As to נצה notsah, here translated falcon, Mr. Good observes, that the term naz is used generally by the Arabian writers to signify both falcon and hawk; and there can be little doubt that such is the real meaning of the Hebrew word; and that it imports various species of the falcon family, as jer-falcon, gos-hawk, and sparrow-hawk.

"The argument drawn from natural history advances from quadrupeds to birds; and of birds, those only are selected for description which are most common to the country in which the scene lies, and at the same time are most singular in their properties. Thus the ostrich is admirably contrasted with the stork and the eagle, as affording us an instance of a winged animal totally incapable of flight, but endued with an unrivalled rapidity of running, compared with birds whose flight is proverbially fleet, powerful, and persevering. Let man, in the pride of his wisdom, explain or arraign this difference of construction.

"Again, the ostrich is peculiarly opposed to the stork and to some species of the eagle in another sense, and a sense adverted to in the verses immediately ensuing; for the ostrich is well known to take little or no care of its eggs, or of its young, while the stork ever has been, and ever deserves to be, held in proverbial repute for its parental tenderness. The Hebrew word חסידה chasidah, imports kindness or affection; and our own term stork, if derived from the Greek στοργη, storge, as some pretend, has the same original meaning." - Good's Job.

Albert Barnes
Notes on the Whole Bible

Gavest thou the goodly wings unto the peacocks? - In the previous verses the appeal had been to the wild and untamable animals of the desert. In the prosecution of the argument, it was natural to allude to the feathered tribes which resided there also, and which were distinguished for their strength or fleetness of wing, as proof of the wisdom and the superintending providence of God. The idea is, that these animals, far away from the abodes of man, where it could not be pretended that man had anything to do with their training, had habits and instincts special to themselves, which showed great variety in the divine plans, and at the same time consummate wisdom. The appeal in the following verses Job 39:13-18 is to the remarkable habits of the ostrich, as illustrating the wisdom and the superintending providence of God. There has been very great variety in the translation of this verse, and it is important to ascertain its real meaning, in order to know whether there is any allusion here to the peacock, or whether it refers wholly to the ostrich. The Septuagint did not understand the passage, and a part of the words they endeavored to translate, but the others are retained without any attempt to explain them. Their version is, Πτέρυξ τερπομένων νεέλασσα, ἐὰν συλλάβῃ ἀσιδα καὶνέσσα Pterux terpomenōn neelassa ean sullabē asida kai nessa - the wing of the exulting Neelassa if she conceives or comprehends the Asia and Nessa.” Jerome renders it,” The wing of the ostrich is like the wings of the falcon and the hawk.” Schultens renders it, “The wing of the ostrich is exulting; but is it the wing and the plumage of the stork?” He enumerates no less than twenty different interpretations of the passage. Herder renders it,

“A wing with joyous cry is uplifted yonder;

Is it the wing and feather of the ostrich?”

Umbreit renders it,

“The wing of the ostrich, which lifts itselfjoyfully,

Does it not resemble the tail and feather of the stork?”

Rosenmuller renders it,

“The wing of the ostrich exults!

Truly its wing and plumage is like that of the stork!”

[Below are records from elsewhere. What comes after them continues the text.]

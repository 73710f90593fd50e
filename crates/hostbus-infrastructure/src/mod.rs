//! # Infrastructure Layer
//!
//! Technical implementations of the application ports plus the ambient
//! concerns every host process needs.
//!
//! ## Module Categories
//!
//! ### Eventing
//! | Module | Description |
//! |--------|-------------|
//! | [`events`] | In-process event bus and service host listener |
//! | [`interceptors`] | Performance logging around dispatched requests |
//! | [`clock`] | System clock and random id providers |
//!
//! ### Configuration & Bootstrap
//! | Module | Description |
//! |--------|-------------|
//! | [`config`] | Figment-layered TOML/env configuration |
//! | [`bootstrap`] | Core service wiring |
//! | [`constants`] | Centralized configuration constants |
//!
//! ### Observability
//! | Module | Description |
//! |--------|-------------|
//! | [`logging`] | Structured logging with tracing |
//! | [`utils`] | Timing helpers |

pub mod bootstrap;
pub mod clock;
pub mod config;
pub mod constants;
pub mod error_ext;
pub mod events;
pub mod interceptors;
pub mod logging;
pub mod utils;

// Re-export commonly used types
pub use error_ext::ErrorContext;
pub use events::{EventBus, ServiceHostEventListener};
pub use utils::TimedOperation;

Prof. Lee renders it, “Wilt thou confide in the exulting of the wings of the ostrich? Or in her choice feathers and head-plumage, when she leaveth her eggs to the earth,” etc. So Coverdale renders it, “The ostrich (whose feathers are fairer than the wings of the sparrow-hawk), when he hath laid his eggs upon the ground, he breedeth them in the dust, and forgetteth them.” In none of these versions, and in none that I have examined except that of Luther and the common English version, is there any allusion to the peacock; and amidst all the variety of the rendering, and all the difficulty of the passage, there is a common sentiment that the ostrich alone is referred to as the particular subject of the description. It is certain that the description proceeds with reference only to the habits of the ostrich, and it is very evident to my mind that in the whole passage there is no allusion whatever to the peacock.

Neither the scope of the passage, nor the words employed, it is believed, will admit of such a reference. There is great difficulty in the Hebrew text, which no one has been able fully to explain, but it is sufficiently clear to make it manifest that the ostrich, and not the peacock, is the subject of the appeal. The word which is rendered “peacock,” רננים reneniym is derived from רנן rânan “to give forth a tremulous and stridulous sound;” and then to give forth the voice in vibrations; to shake or trill the voice; and then, as in lamentation or joy the voice is often given forth in that manner, the word comes to mean to utter cries of joy; Isaiah 12:6; Isaiah 35:6; and also cries of lamentation or mourning, Lamentations 2:19. The prevailing sense of the word in the Scriptures is to rejoice; to shout for joy; to exult. The name is here given to the bird referred to, evidently from the sound which it made, and probably from its exulting or joyful cry.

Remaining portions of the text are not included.